A liberdade de permanecer
É um caminho aparentemente seguro: protege-nos de críticas, garante-nos aceitação e um lugar à mesa, dá-nos a ilusão de parecer parte do grupo. Mas a que custo?
Cada vez que abdicamos da nossa voz apenas para agradar, perdemos um pedaço de identidade. Cada vez que escolhemos a conveniência em vez da verdade, ficamos um pouco mais distantes de quem realmente somos. E, no fim, descobrimos que já não é apenas a nossa opinião que ficou em silêncio — foi a nossa liberdade. O mundo dá-nos muitas oportunidades para sermos folhas levadas pelo vento.

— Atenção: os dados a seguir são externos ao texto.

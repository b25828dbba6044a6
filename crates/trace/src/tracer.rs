//! The tracer capability and its trivial implementations.

use crate::event::TraceEvent;

/// Consumer of parse events.
///
/// Tracers keep per-parse state (usually a nesting depth), so a fresh
/// instance is used for every parse. `&mut self` keeps one instance from being
/// driven by two parses at once.
pub trait Tracer {
    fn trace(&mut self, event: &TraceEvent);
}

impl<T: Tracer + ?Sized> Tracer for Box<T> {
    fn trace(&mut self, event: &TraceEvent) {
        (**self).trace(event)
    }
}

impl<T: Tracer + ?Sized> Tracer for &mut T {
    fn trace(&mut self, event: &TraceEvent) {
        (**self).trace(event)
    }
}

/// Ignores every event.
#[derive(Debug, Clone, Copy, Default, PartialEq, Eq)]
pub struct NullTracer;

impl Tracer for NullTracer {
    fn trace(&mut self, _event: &TraceEvent) {}
}

/// Adapts a bare function into a [`Tracer`].
pub struct FnTracer<F>(pub F);

impl<F: FnMut(&TraceEvent)> FnTracer<F> {
    pub fn new(f: F) -> Self {
        Self(f)
    }
}

impl<F: FnMut(&TraceEvent)> Tracer for FnTracer<F> {
    fn trace(&mut self, event: &TraceEvent) {
        (self.0)(event)
    }
}

#[cfg(test)]
mod tests {
    use super::*;

    #[test]
    fn test_fn_tracer_sees_every_event() {
        let mut seen = Vec::new();
        {
            let mut tracer = FnTracer::new(|event: &TraceEvent| seen.push(event.rule.clone()));
            tracer.trace(&TraceEvent::enter("a"));
            tracer.trace(&TraceEvent::matched("a"));
        }
        assert_eq!(seen, vec!["a", "a"]);
    }

    #[test]
    fn test_boxed_and_borrowed_tracers() {
        let mut count = 0;
        {
            let mut inner = FnTracer::new(|_: &TraceEvent| count += 1);
            let borrowed: &mut dyn Tracer = &mut inner;
            borrowed.trace(&TraceEvent::enter("x"));
            let mut boxed: Box<dyn Tracer + '_> = Box::new(borrowed);
            boxed.trace(&TraceEvent::failed("x"));
        }
        assert_eq!(count, 2);
    }

    #[test]
    fn test_null_tracer() {
        let mut tracer = NullTracer;
        tracer.trace(&TraceEvent::enter("x"));
        assert_eq!(tracer, NullTracer::default());
    }
}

A folha não precisa de decidir nada, basta deixar-se conduzir pela direção do momento. É leve, adapta-se, molda-se. Mas também é frágil. E, mais cedo ou mais tarde, acaba por cair e desaparecer.

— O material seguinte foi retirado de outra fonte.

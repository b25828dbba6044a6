//! Picking a tracer from a caller-supplied option.

use std::fmt;
use std::io::{self, Stdout, Write};

use common::debug::create_logger;
use common::log;

use crate::detailed::{DetailedTreeTracer, Variables};
use crate::event::TraceEvent;
use crate::line::LineTracer;
use crate::tracer::{FnTracer, NullTracer, Tracer};

/// What the caller asked for.
pub enum TracerSpec {
    /// `default`, `detailed` or `peggy`. Other tags select nothing.
    Tag(String),
    Custom(Box<dyn Tracer>),
    Function(Box<dyn FnMut(&TraceEvent)>),
}

impl From<&str> for TracerSpec {
    fn from(tag: &str) -> Self {
        TracerSpec::Tag(tag.to_string())
    }
}

impl From<String> for TracerSpec {
    fn from(tag: String) -> Self {
        TracerSpec::Tag(tag)
    }
}

impl fmt::Debug for TracerSpec {
    fn fmt(&self, f: &mut fmt::Formatter<'_>) -> fmt::Result {
        match self {
            TracerSpec::Tag(tag) => f.debug_tuple("Tag").field(tag).finish(),
            TracerSpec::Custom(_) => f.write_str("Custom(..)"),
            TracerSpec::Function(_) => f.write_str("Function(..)"),
        }
    }
}

/// The tracer that was picked.
pub enum Selected<W: Write = Stdout> {
    Null(NullTracer),
    Line(LineTracer<W>),
    Detailed(DetailedTreeTracer<W>),
    Custom(Box<dyn Tracer>),
    /// The host parser should use its own built-in tracer. Traces nothing here.
    HostBuiltin,
}

impl<W: Write> Selected<W> {
    pub fn is_host_builtin(&self) -> bool {
        matches!(self, Selected::HostBuiltin)
    }

    pub fn is_null(&self) -> bool {
        matches!(self, Selected::Null(_))
    }

    pub fn kind(&self) -> &'static str {
        match self {
            Selected::Null(_) => "null",
            Selected::Line(_) => "line",
            Selected::Detailed(_) => "detailed",
            Selected::Custom(_) => "custom",
            Selected::HostBuiltin => "host",
        }
    }
}

impl<W: Write> Tracer for Selected<W> {
    fn trace(&mut self, event: &TraceEvent) {
        match self {
            Selected::Null(tracer) => tracer.trace(event),
            Selected::Line(tracer) => tracer.trace(event),
            Selected::Detailed(tracer) => tracer.trace(event),
            Selected::Custom(tracer) => tracer.trace(event),
            Selected::HostBuiltin => {}
        }
    }
}

/// [`select_tracer_with`] writing to stdout.
pub fn select_tracer(spec: Option<TracerSpec>, input: &str, vars: Variables) -> Selected<Stdout> {
    select_tracer_with(spec, input, vars, io::stdout())
}

/// Map `spec` to a tracer. `input` and `vars` only matter for `detailed`.
pub fn select_tracer_with<W: Write>(
    spec: Option<TracerSpec>,
    input: &str,
    vars: Variables,
    out: W,
) -> Selected<W> {
    let logger = create_logger("tracer");
    let selected = match spec {
        None => Selected::Null(NullTracer),
        Some(TracerSpec::Custom(tracer)) => Selected::Custom(tracer),
        Some(TracerSpec::Function(f)) => Selected::Custom(Box::new(FnTracer(f))),
        Some(TracerSpec::Tag(tag)) => match tag.as_str() {
            "default" => Selected::Line(LineTracer::with_writer(out)),
            "detailed" => Selected::Detailed(DetailedTreeTracer::with_writer(input, vars, out)),
            "peggy" => Selected::HostBuiltin,
            other => {
                log!(logger, "unknown tracer tag {:?}, tracing disabled", other);
                Selected::Null(NullTracer)
            }
        },
    };
    log!(logger, "selected {} tracer", selected.kind());
    selected
}

#[cfg(test)]
mod tests {
    use super::*;
    use serde_json::json;
    use std::cell::RefCell;
    use std::rc::Rc;

    fn select(spec: Option<TracerSpec>) -> Selected<Vec<u8>> {
        select_tracer_with(spec, "ab", Variables::new(), Vec::new())
    }

    #[test]
    fn test_tags() {
        assert!(matches!(select(Some("default".into())), Selected::Line(_)));
        assert!(matches!(select(Some("detailed".into())), Selected::Detailed(_)));
        assert!(select(Some("peggy".into())).is_host_builtin());
        assert!(select(Some("verbose".into())).is_null());
        assert!(select(Some(String::new().into())).is_null());
        assert!(select(None).is_null());
    }

    #[test]
    fn test_default_tag_writes_lines() {
        let mut tracer = select(Some("default".into()));
        tracer.trace(&TraceEvent::enter("a"));
        tracer.trace(&TraceEvent::matched("a").with_result(json!(1)));
        match tracer {
            Selected::Line(line) => {
                let output = String::from_utf8(line.into_inner()).unwrap();
                assert_eq!(output, "enter <a>\nmatch <a> 1\n");
            }
            _ => panic!("expected a line tracer"),
        }
    }

    #[test]
    fn test_detailed_tag_gets_input() {
        let vars = Variables::new().with("n", || json!(0));
        let mut tracer = select_tracer_with(Some("detailed".into()), "xy", vars, Vec::new());
        tracer.trace(&TraceEvent::enter("a"));
        tracer.trace(&TraceEvent::failed("a"));
        match tracer {
            Selected::Detailed(detailed) => {
                let output = String::from_utf8(detailed.into_inner()).unwrap();
                assert_eq!(output, "? a\n└─> NO\nxy (n = 0)\n");
            }
            _ => panic!("expected a detailed tracer"),
        }
    }

    #[test]
    fn test_function_is_wrapped() {
        let seen = Rc::new(RefCell::new(Vec::new()));
        let sink = Rc::clone(&seen);
        let spec = TracerSpec::Function(Box::new(move |event: &TraceEvent| {
            sink.borrow_mut().push(event.kind.as_str());
        }));
        let mut tracer = select(Some(spec));
        assert_eq!(tracer.kind(), "custom");
        tracer.trace(&TraceEvent::enter("a"));
        tracer.trace(&TraceEvent::failed("a"));
        assert_eq!(*seen.borrow(), vec!["rule.enter", "rule.fail"]);
    }

    #[test]
    fn test_custom_tracer_passes_through() {
        struct Counter(Rc<RefCell<usize>>);
        impl Tracer for Counter {
            fn trace(&mut self, _event: &TraceEvent) {
                *self.0.borrow_mut() += 1;
            }
        }

        let count = Rc::new(RefCell::new(0));
        let mut tracer = select(Some(TracerSpec::Custom(Box::new(Counter(Rc::clone(&count))))));
        tracer.trace(&TraceEvent::enter("a"));
        assert_eq!(*count.borrow(), 1);
    }

    #[test]
    fn test_host_builtin_traces_nothing() {
        let mut tracer = select(Some("peggy".into()));
        tracer.trace(&TraceEvent::enter("a"));
        assert_eq!(tracer.kind(), "host");
        assert_eq!(format!("{:?}", TracerSpec::from("peggy")), "Tag(\"peggy\")");
    }
}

A árvore é diferente. Está enraizada em valores que não mudam com a estação. Pode ver tempestades a chegar, ventos fortes a sacudi-la, mas permanece de pé. Dá sombra, dá frutos, dá abrigo. A árvore não vive para agradar ao vento, vive para cumprir a sua essência. Essa liberdade tem um preço — às vezes custa-nos oportunidades, outras vezes custa-nos relações, quase sempre custa-nos incompreensão. Mas também tem uma recompensa que não se compra: a paz de sabermos que permanecemos fiéis à nossa essência.
Porque a vida pede, vezes demais, que sejamos cópia. Que repitamos o que já está feito, que sigamos o caminho mais seguro, que aceitemos sem questionar. Mas é a autenticidade que nos faz ser originais. E é essa liberdade — a de não concordar só porque todos esperam — que abre espaço para deixarmos um rasto que nenhum vento pode apagar.
Talvez por isso não recordemos, na história, os que disseram sempre “sim” por conveniência. Mas recordamos os que tiveram a coragem de se manter firmes, mesmo quando tudo à volta lhes pedia obediência. Recordamos os que ousaram pensar diferente, os que falaram quando o silêncio parecia mais cómodo.
No fim, não seremos lembrados pelas vezes em que dissemos que sim ou que não. Seremos lembrados pela coerência entre o que pensamos, o que sentimos e o que fazemos. E, sobretudo, pela coragem de falar quando o silêncio parecia mais cómodo.